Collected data
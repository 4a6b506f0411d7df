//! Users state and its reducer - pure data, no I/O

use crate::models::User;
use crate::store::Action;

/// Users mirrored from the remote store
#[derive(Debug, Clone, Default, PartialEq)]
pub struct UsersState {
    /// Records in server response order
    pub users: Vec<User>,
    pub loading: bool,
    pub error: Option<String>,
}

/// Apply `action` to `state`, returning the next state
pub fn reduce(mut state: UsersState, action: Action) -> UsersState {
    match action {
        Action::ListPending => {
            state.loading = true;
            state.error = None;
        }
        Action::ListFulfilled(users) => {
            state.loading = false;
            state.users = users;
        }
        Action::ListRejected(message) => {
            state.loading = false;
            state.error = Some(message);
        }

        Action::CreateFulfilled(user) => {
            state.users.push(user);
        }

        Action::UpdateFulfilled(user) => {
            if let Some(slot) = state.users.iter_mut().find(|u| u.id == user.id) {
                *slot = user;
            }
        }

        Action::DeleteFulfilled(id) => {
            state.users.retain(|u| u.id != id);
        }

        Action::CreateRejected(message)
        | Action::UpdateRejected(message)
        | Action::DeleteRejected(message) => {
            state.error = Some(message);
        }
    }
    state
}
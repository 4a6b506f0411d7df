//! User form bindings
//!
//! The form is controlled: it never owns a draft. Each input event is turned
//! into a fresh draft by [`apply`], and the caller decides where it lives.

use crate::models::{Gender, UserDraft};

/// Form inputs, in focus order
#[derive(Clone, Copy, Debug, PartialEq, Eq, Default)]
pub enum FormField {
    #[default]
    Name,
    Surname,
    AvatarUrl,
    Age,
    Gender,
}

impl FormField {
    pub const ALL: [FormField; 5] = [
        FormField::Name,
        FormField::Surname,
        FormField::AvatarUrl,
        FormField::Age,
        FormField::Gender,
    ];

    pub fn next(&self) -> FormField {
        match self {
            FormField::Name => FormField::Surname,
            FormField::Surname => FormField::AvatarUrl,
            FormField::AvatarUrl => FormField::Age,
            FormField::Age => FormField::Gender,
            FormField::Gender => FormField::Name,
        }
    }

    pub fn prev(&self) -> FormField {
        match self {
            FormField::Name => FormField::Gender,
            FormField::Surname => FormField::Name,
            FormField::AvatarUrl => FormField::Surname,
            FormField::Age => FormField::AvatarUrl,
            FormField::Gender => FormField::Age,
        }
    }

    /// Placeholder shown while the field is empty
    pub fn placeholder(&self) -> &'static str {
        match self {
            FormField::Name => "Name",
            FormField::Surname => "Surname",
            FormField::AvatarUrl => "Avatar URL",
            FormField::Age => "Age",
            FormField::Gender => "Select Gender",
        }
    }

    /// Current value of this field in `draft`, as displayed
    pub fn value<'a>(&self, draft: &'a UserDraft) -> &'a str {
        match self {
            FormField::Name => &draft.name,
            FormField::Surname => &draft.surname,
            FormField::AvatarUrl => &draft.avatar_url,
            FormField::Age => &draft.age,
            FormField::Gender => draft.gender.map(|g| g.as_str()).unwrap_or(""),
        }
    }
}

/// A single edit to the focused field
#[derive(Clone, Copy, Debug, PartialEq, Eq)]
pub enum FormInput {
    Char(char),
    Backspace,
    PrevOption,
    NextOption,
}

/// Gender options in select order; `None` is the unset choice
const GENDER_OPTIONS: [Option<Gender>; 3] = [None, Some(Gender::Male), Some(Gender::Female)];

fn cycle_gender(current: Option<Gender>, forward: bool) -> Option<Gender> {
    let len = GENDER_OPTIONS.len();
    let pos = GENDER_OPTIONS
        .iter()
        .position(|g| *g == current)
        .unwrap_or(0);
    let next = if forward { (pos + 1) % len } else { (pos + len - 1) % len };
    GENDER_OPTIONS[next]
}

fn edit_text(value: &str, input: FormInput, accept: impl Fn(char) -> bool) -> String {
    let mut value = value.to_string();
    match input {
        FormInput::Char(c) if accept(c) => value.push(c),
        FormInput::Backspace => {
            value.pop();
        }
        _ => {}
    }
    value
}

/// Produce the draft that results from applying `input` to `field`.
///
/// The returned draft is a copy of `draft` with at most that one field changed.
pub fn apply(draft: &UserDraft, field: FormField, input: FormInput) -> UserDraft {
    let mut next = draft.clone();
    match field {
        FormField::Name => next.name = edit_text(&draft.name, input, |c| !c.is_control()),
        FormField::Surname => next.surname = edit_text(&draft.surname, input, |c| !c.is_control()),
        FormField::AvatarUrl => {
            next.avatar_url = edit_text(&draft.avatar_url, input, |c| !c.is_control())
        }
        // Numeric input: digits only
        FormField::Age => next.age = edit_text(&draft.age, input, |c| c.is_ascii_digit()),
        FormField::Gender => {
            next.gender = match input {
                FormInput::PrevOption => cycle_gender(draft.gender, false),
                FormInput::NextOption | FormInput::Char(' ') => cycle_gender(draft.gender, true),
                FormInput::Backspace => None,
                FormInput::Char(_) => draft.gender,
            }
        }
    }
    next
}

Work request: Beginning with the first line above, transcribe all of the data exactly.

Answer space:
repository 4a6b506f0411d7df
//! Users state and its reducer - pure data, no I/O

use crate::models::User;
use crate::store::Action;

/// Users mirrored from the remote store
#[derive(Debug, Clone, Default, PartialEq)]
pub struct UsersState {
    /// Records in server response order
    pub users: Vec<User>,
    pub loading: bool,
    pub error: Option<String>,
}

/// Apply `action` to `state`, returning the next state
pub fn reduce(mut state: UsersState, action: Action) -> UsersState {
    match action {
        Action::ListPending => {
            state.loading = true;
            state.error = None;
        }
        Action::ListFulfilled(users) => {
            state.loading = false;
            state.users = users;
        }
        Action::ListRejected(message) => {
            state.loading = false;
            state.error = Some(message);
        }

        Action::CreateFulfilled(user) => {
            state.users.push(user);
        }

        Action::UpdateFulfilled(user) => {
            if let Some(slot) = state.users.iter_mut().find(|u| u.id == user.id) {
                *slot = user;
            }
        }

        Action::DeleteFulfilled(id) => {
            state.users.retain(|u| u.id != id);
        }

        Action::CreateRejected(message)
        | Action::UpdateRejected(message)
        | Action::DeleteRejected(message) => {
            state.error = Some(message);
        }
    }
    state
}
repository 4a6b506f0411d7df
//! User form bindings
//!
//! The form is controlled: it never owns a draft. Each input event is turned
//! into a fresh draft by [`apply`], and the caller decides where it lives.

use crate::models::{Gender, UserDraft};

/// Form inputs, in focus order
#[derive(Clone, Copy, Debug, PartialEq, Eq, Default)]
pub enum FormField {
    #[default]
    Name,
    Surname,
    AvatarUrl,
    Age,
    Gender,
}

impl FormField {
    pub const ALL: [FormField; 5] = [
        FormField::Name,
        FormField::Surname,
        FormField::AvatarUrl,
        FormField::Age,
        FormField::Gender,
    ];

    pub fn next(&self) -> FormField {
        match self {
            FormField::Name => FormField::Surname,
            FormField::Surname => FormField::AvatarUrl,
            FormField::AvatarUrl => FormField::Age,
            FormField::Age => FormField::Gender,
            FormField::Gender => FormField::Name,
        }
    }

    pub fn prev(&self) -> FormField {
        match self {
            FormField::Name => FormField::Gender,
            FormField::Surname => FormField::Name,
            FormField::AvatarUrl => FormField::Surname,
            FormField::Age => FormField::AvatarUrl,
            FormField::Gender => FormField::Age,
        }
    }

    /// Placeholder shown while the field is empty
    pub fn placeholder(&self) -> &'static str {
        match self {
            FormField::Name => "Name",
            FormField::Surname => "Surname",
            FormField::AvatarUrl => "Avatar URL",
            FormField::Age => "Age",
            FormField::Gender => "Select Gender",
        }
    }

    /// Current value of this field in `draft`, as displayed
    pub fn value<'a>(&self, draft: &'a UserDraft) -> &'a str {
        match self {
            FormField::Name => &draft.name,
            FormField::Surname => &draft.surname,
            FormField::AvatarUrl => &draft.avatar_url,
            FormField::Age => &draft.age,
            FormField::Gender => draft.gender.map(|g| g.as_str()).unwrap_or(""),
        }
    }
}

/// A single edit to the focused field
#[derive(Clone, Copy, Debug, PartialEq, Eq)]
pub enum FormInput {
    Char(char),
    Backspace,
    PrevOption,
    NextOption,
}

/// Gender options in select order; `None` is the unset choice
const GENDER_OPTIONS: [Option<Gender>; 3] = [None, Some(Gender::Male), Some(Gender::Female)];

fn cycle_gender(current: Option<Gender>, forward: bool) -> Option<Gender> {
    let len = GENDER_OPTIONS.len();
    let pos = GENDER_OPTIONS
        .iter()
        .position(|g| *g == current)
        .unwrap_or(0);
    let next = if forward { (pos + 1) % len } else { (pos + len - 1) % len };
    GENDER_OPTIONS[next]
}

fn edit_text(value: &str, input: FormInput, accept: impl Fn(char) -> bool) -> String {
    let mut value = value.to_string();
    match input {
        FormInput::Char(c) if accept(c) => value.push(c),
        FormInput::Backspace => {
            value.pop();
        }
        _ => {}
    }
    value
}

/// Produce the draft that results from applying `input` to `field`.
///
/// The returned draft is a copy of `draft` with at most that one field changed.
pub fn apply(draft: &UserDraft, field: FormField, input: FormInput) -> UserDraft {
    let mut next = draft.clone();
    match field {
        FormField::Name => next.name = edit_text(&draft.name, input, |c| !c.is_control()),
        FormField::Surname => next.surname = edit_text(&draft.surname, input, |c| !c.is_control()),
        FormField::AvatarUrl => {
            next.avatar_url = edit_text(&draft.avatar_url, input, |c| !c.is_control())
        }
        // Numeric input: digits only
        FormField::Age => next.age = edit_text(&draft.age, input, |c| c.is_ascii_digit()),
        FormField::Gender => {
            next.gender = match input {
                FormInput::PrevOption => cycle_gender(draft.gender, false),
                FormInput::NextOption | FormInput::Char(' ') => cycle_gender(draft.gender, true),
                FormInput::Backspace => None,
                FormInput::Char(_) => draft.gender,
            }
        }
    }
    next
}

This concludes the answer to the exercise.